- _Data shown_

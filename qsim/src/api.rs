// src/api.rs
use crate::StateVector;
use crate::circuit::Circuit;
use crate::simulator::Counts;

/// A lightweight error enum so callers don't rely on simulator internals.
#[derive(thiserror::Error, Debug, Clone, PartialEq)]
pub enum SimError {
    #[error("Invalid qubit index: {0}")]
    Qubit(usize),
    #[error("Invalid classical bit index: {0}")]
    Clbit(usize),
    #[error("Cannot initialize qubit {qubit}: amplitudes have norm² {norm_sqr}, expected 1")]
    Initialize { qubit: usize, norm_sqr: f64 },
    #[error("State vector carries no probability weight")]
    EmptyRegister,
    #[error("Internal error: {0}")]
    Internal(String),
}

#[derive(Clone, Copy, Debug, PartialEq, Eq)]
pub enum Pauli {
    I,
    X,
    Y,
    Z,
}

impl Pauli {
    pub fn symbol(self) -> &'static str {
        match self {
            Pauli::I => "I",
            Pauli::X => "X",
            Pauli::Y => "Y",
            Pauli::Z => "Z",
        }
    }
}

/// Everything users typically want to do with a simulator backend.
pub trait SimulatorApi {
    fn reset(&mut self, num_qubits: usize);

    /// Runs one trajectory of the circuit from |0…0⟩ with a cleared classical register.
    fn run(&mut self, circuit: &Circuit) -> Result<(), SimError>;

    fn statevector(&self) -> &StateVector;

    /// Classical register written by the last `run`, index 0 first.
    fn classical_bits(&self) -> &[u8];

    /// Measure a single qubit in Z; collapses the state.
    fn measure(&mut self, qubit: usize) -> Result<u8, SimError>;

    /// Non-destructive expectation ⟨ψ|P|ψ⟩ for a Pauli string.
    /// Example: [(Z,0),(X,2)] means Z on q0 ⊗ X on q2, identity elsewhere.
    fn expectation(&self, ops: &[(Pauli, usize)]) -> Result<f64, SimError>;

    /// Sample computational-basis shots from the current state without collapsing it.
    fn sample(&mut self, shots: u32) -> Result<Counts, SimError>;
}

- _Exercise_
The response should consist of the number of lines in the data that hold the word "Debug", with nothing added.

- _Response area_
2